# EXERCISE MATERIAL
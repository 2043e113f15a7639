//! Reservation sweeper.
//!
//! Expires groups whose reservation window closed without a terminal status
//! and returns their held units. The transition is conditional on the group
//! still being pending or processing, so a confirmation that lands between
//! the scan and the update wins and the sweeper skips the group.

use crate::ledger::Ledger;
use crate::metrics;
use racepay_core::environment::{Clock, SystemClock};
use racepay_core::store::{HoldDisposition, RegistrationStore, SettleOutcome, Settlement};
use racepay_core::types::PaymentStatus;
use racepay_runtime::run_periodic;
use std::sync::Arc;
use std::time::Duration;
use tokio::sync::watch;

/// Counts from one sweeper pass.
#[derive(Debug, Clone, Copy, Default, PartialEq, Eq)]
pub struct SweepReport {
    /// Overdue groups found
    pub scanned: usize,
    /// Groups moved to `expired`
    pub expired: usize,
    /// Groups that settled elsewhere before the sweeper got to them
    pub skipped: usize,
    /// Groups left for the next pass because the store failed
    pub failed: usize,
}

/// Periodic expiry of overdue holds.
pub struct Sweeper {
    store: Arc<dyn RegistrationStore>,
    ledger: Ledger,
    clock: Arc<dyn Clock>,
    batch_size: usize,
}

impl Sweeper {
    /// Sweeper expiring at most `batch_size` groups per pass.
    #[must_use]
    pub fn new(store: Arc<dyn RegistrationStore>, batch_size: usize) -> Self {
        Self {
            ledger: Ledger::new(Arc::clone(&store)),
            store,
            clock: Arc::new(SystemClock),
            batch_size,
        }
    }

    /// Replace the clock.
    #[must_use]
    pub fn with_clock(mut self, clock: Arc<dyn Clock>) -> Self {
        self.clock = clock;
        self
    }

    /// Run one pass.
    ///
    /// Never fails: store errors are logged and the affected groups are
    /// retried on the next pass.
    pub async fn sweep_once(&self) -> SweepReport {
        let now = self.clock.now();
        let mut report = SweepReport::default();

        let overdue = match self.store.overdue_groups(now, self.batch_size).await {
            Ok(groups) => groups,
            Err(e) => {
                tracing::warn!(error = %e, "Sweeper could not list overdue groups");
                report.failed = 1;
                return report;
            },
        };
        report.scanned = overdue.len();

        for group in overdue {
            let settlement = Settlement {
                code: group.code.clone(),
                expected: PaymentStatus::OPEN.to_vec(),
                to: PaymentStatus::Expired,
                disposition: HoldDisposition::Release,
                at: now,
                gateway_reference: None,
            };

            match self.ledger.settle(settlement).await {
                Ok(SettleOutcome::Settled { .. }) => {
                    report.expired += 1;
                    metrics::record_registration(PaymentStatus::Expired);
                    tracing::info!(
                        group_code = %group.code,
                        reserved_until = %group.reserved_until,
                        runners = group.runners.len(),
                        "Reservation expired"
                    );
                },
                Ok(SettleOutcome::Stale { current }) => {
                    report.skipped += 1;
                    tracing::debug!(group_code = %group.code, %current, "Expiry skipped: group settled meanwhile");
                },
                Ok(SettleOutcome::HoldUnavailable { state }) => {
                    report.skipped += 1;
                    tracing::error!(
                        group_code = %group.code,
                        status = %group.status,
                        hold_state = state.as_str(),
                        "Open group holds committed inventory; needs an operator"
                    );
                },
                Ok(SettleOutcome::NotFound) => {
                    report.skipped += 1;
                },
                Err(e) => {
                    report.failed += 1;
                    tracing::warn!(group_code = %group.code, error = %e, "Expiry failed; retrying next pass");
                },
            }
        }

        if report.expired > 0 {
            metrics::record_expired(report.expired as u64);
        }
        if report.scanned > 0 {
            tracing::info!(
                scanned = report.scanned,
                expired = report.expired,
                skipped = report.skipped,
                failed = report.failed,
                "Sweeper pass finished"
            );
        }

        report
    }

    /// Sweep every `period` until `shutdown` flips. Passes never overlap.
    pub async fn run(&self, period: Duration, shutdown: watch::Receiver<bool>) {
        run_periodic("reservation_sweeper", period, shutdown, || async {
            self.sweep_once().await;
        })
        .await;
    }
}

# TASK ITEM
Reproduce the whole of the records exactly, so that no line differs from the source above.

# SOLUTION TO THIS PROBLEM
repository 2043e113f15a7639
//! Reservation sweeper.
//!
//! Expires groups whose reservation window closed without a terminal status
//! and returns their held units. The transition is conditional on the group
//! still being pending or processing, so a confirmation that lands between
//! the scan and the update wins and the sweeper skips the group.

use crate::ledger::Ledger;
use crate::metrics;
use racepay_core::environment::{Clock, SystemClock};
use racepay_core::store::{HoldDisposition, RegistrationStore, SettleOutcome, Settlement};
use racepay_core::types::PaymentStatus;
use racepay_runtime::run_periodic;
use std::sync::Arc;
use std::time::Duration;
use tokio::sync::watch;

/// Counts from one sweeper pass.
#[derive(Debug, Clone, Copy, Default, PartialEq, Eq)]
pub struct SweepReport {
    /// Overdue groups found
    pub scanned: usize,
    /// Groups moved to `expired`
    pub expired: usize,
    /// Groups that settled elsewhere before the sweeper got to them
    pub skipped: usize,
    /// Groups left for the next pass because the store failed
    pub failed: usize,
}

/// Periodic expiry of overdue holds.
pub struct Sweeper {
    store: Arc<dyn RegistrationStore>,
    ledger: Ledger,
    clock: Arc<dyn Clock>,
    batch_size: usize,
}

impl Sweeper {
    /// Sweeper expiring at most `batch_size` groups per pass.
    #[must_use]
    pub fn new(store: Arc<dyn RegistrationStore>, batch_size: usize) -> Self {
        Self {
            ledger: Ledger::new(Arc::clone(&store)),
            store,
            clock: Arc::new(SystemClock),
            batch_size,
        }
    }

    /// Replace the clock.
    #[must_use]
    pub fn with_clock(mut self, clock: Arc<dyn Clock>) -> Self {
        self.clock = clock;
        self
    }

    /// Run one pass.
    ///
    /// Never fails: store errors are logged and the affected groups are
    /// retried on the next pass.
    pub async fn sweep_once(&self) -> SweepReport {
        let now = self.clock.now();
        let mut report = SweepReport::default();

        let overdue = match self.store.overdue_groups(now, self.batch_size).await {
            Ok(groups) => groups,
            Err(e) => {
                tracing::warn!(error = %e, "Sweeper could not list overdue groups");
                report.failed = 1;
                return report;
            },
        };
        report.scanned = overdue.len();

        for group in overdue {
            let settlement = Settlement {
                code: group.code.clone(),
                expected: PaymentStatus::OPEN.to_vec(),
                to: PaymentStatus::Expired,
                disposition: HoldDisposition::Release,
                at: now,
                gateway_reference: None,
            };

            match self.ledger.settle(settlement).await {
                Ok(SettleOutcome::Settled { .. }) => {
                    report.expired += 1;
                    metrics::record_registration(PaymentStatus::Expired);
                    tracing::info!(
                        group_code = %group.code,
                        reserved_until = %group.reserved_until,
                        runners = group.runners.len(),
                        "Reservation expired"
                    );
                },
                Ok(SettleOutcome::Stale { current }) => {
                    report.skipped += 1;
                    tracing::debug!(group_code = %group.code, %current, "Expiry skipped: group settled meanwhile");
                },
                Ok(SettleOutcome::HoldUnavailable { state }) => {
                    report.skipped += 1;
                    tracing::error!(
                        group_code = %group.code,
                        status = %group.status,
                        hold_state = state.as_str(),
                        "Open group holds committed inventory; needs an operator"
                    );
                },
                Ok(SettleOutcome::NotFound) => {
                    report.skipped += 1;
                },
                Err(e) => {
                    report.failed += 1;
                    tracing::warn!(group_code = %group.code, error = %e, "Expiry failed; retrying next pass");
                },
            }
        }

        if report.expired > 0 {
            metrics::record_expired(report.expired as u64);
        }
        if report.scanned > 0 {
            tracing::info!(
                scanned = report.scanned,
                expired = report.expired,
                skipped = report.skipped,
                failed = report.failed,
                "Sweeper pass finished"
            );
        }

        report
    }

    /// Sweep every `period` until `shutdown` flips. Passes never overlap.
    pub async fn run(&self, period: Duration, shutdown: watch::Receiver<bool>) {
        run_periodic("reservation_sweeper", period, shutdown, || async {
            self.sweep_once().await;
        })
        .await;
    }
}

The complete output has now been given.